_What you should do_
Copy the following listing word for word.

_Records shown_
'''

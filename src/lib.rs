//! modsync - Synchronize module repositories into a local module store
//!
//! modsync keeps a store of module definitions current with the channels of
//! remote repositories. For each configured repository channel it fetches the
//! remote head, downloads and unpacks a snapshot when the head moved, decodes
//! the `Modfile` manifest, validates its config options and commits the
//! resulting module.
//!
//! # Architecture
//!
//! - [`cli`] - Command-line interface layer
//! - [`core`] - Domain types, module model and configuration
//! - [`sync`] - Orchestrator, job deduplication and error aggregation
//! - [`remote`] - Repository host abstraction (GitHub and an in-memory mock)
//! - [`archive`] - Safe gzip/tar extraction
//! - [`manifest`] - Versioned manifest decoders and generators
//! - [`validation`] - Config option validation
//! - [`store`] - Persistent and in-memory module stores
//!
//! # Invariants
//!
//! 1. A job is executed at most once per deployment while it is remembered
//! 2. One failing repository channel never prevents the others from syncing
//! 3. A module is committed only after its manifest decoded and validated
//! 4. Extraction never writes outside its destination directory

pub mod archive;
pub mod cli;
pub mod core;
pub mod manifest;
pub mod remote;
pub mod store;
pub mod sync;
pub mod validation;
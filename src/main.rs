//! modsync binary entry point.

use std::process::ExitCode;

use modsync::cli::{self, Cli};
use tracing_subscriber::EnvFilter;

/// Environment variable holding a tracing filter directive.
const LOG_ENV: &str = "MODSYNC_LOG";

fn init_logging(debug: bool, quiet: bool) {
    let filter = if debug {
        EnvFilter::new("modsync=debug")
    } else if quiet {
        EnvFilter::new("warn")
    } else {
        EnvFilter::try_from_env(LOG_ENV).unwrap_or_else(|_| EnvFilter::new("info"))
    };

    tracing_subscriber::fmt()
        .with_env_filter(filter)
        .with_writer(std::io::stderr)
        .with_target(false)
        .init();
}

fn main() -> ExitCode {
    let args = Cli::parse_args();
    init_logging(args.debug, args.quiet);

    match cli::run(args) {
        Ok(()) => ExitCode::SUCCESS,
        Err(err) => {
            eprintln!("error: {:#}", err);
            ExitCode::FAILURE
        }
    }
}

'''

_Exercise response_
filename src/lib.rs
//! modsync - Synchronize module repositories into a local module store
//!
//! modsync keeps a store of module definitions current with the channels of
//! remote repositories. For each configured repository channel it fetches the
//! remote head, downloads and unpacks a snapshot when the head moved, decodes
//! the `Modfile` manifest, validates its config options and commits the
//! resulting module.
//!
//! # Architecture
//!
//! - [`cli`] - Command-line interface layer
//! - [`core`] - Domain types, module model and configuration
//! - [`sync`] - Orchestrator, job deduplication and error aggregation
//! - [`remote`] - Repository host abstraction (GitHub and an in-memory mock)
//! - [`archive`] - Safe gzip/tar extraction
//! - [`manifest`] - Versioned manifest decoders and generators
//! - [`validation`] - Config option validation
//! - [`store`] - Persistent and in-memory module stores
//!
//! # Invariants
//!
//! 1. A job is executed at most once per deployment while it is remembered
//! 2. One failing repository channel never prevents the others from syncing
//! 3. A module is committed only after its manifest decoded and validated
//! 4. Extraction never writes outside its destination directory

pub mod archive;
pub mod cli;
pub mod core;
pub mod manifest;
pub mod remote;
pub mod store;
pub mod sync;
pub mod validation;
filename src/main.rs
//! modsync binary entry point.

use std::process::ExitCode;

use modsync::cli::{self, Cli};
use tracing_subscriber::EnvFilter;

/// Environment variable holding a tracing filter directive.
const LOG_ENV: &str = "MODSYNC_LOG";

fn init_logging(debug: bool, quiet: bool) {
    let filter = if debug {
        EnvFilter::new("modsync=debug")
    } else if quiet {
        EnvFilter::new("warn")
    } else {
        EnvFilter::try_from_env(LOG_ENV).unwrap_or_else(|_| EnvFilter::new("info"))
    };

    tracing_subscriber::fmt()
        .with_env_filter(filter)
        .with_writer(std::io::stderr)
        .with_target(false)
        .init();
}

fn main() -> ExitCode {
    let args = Cli::parse_args();
    init_logging(args.debug, args.quiet);

    match cli::run(args) {
        Ok(()) => ExitCode::SUCCESS,
        Err(err) => {
            eprintln!("error: {:#}", err);
            ExitCode::FAILURE
        }
    }
}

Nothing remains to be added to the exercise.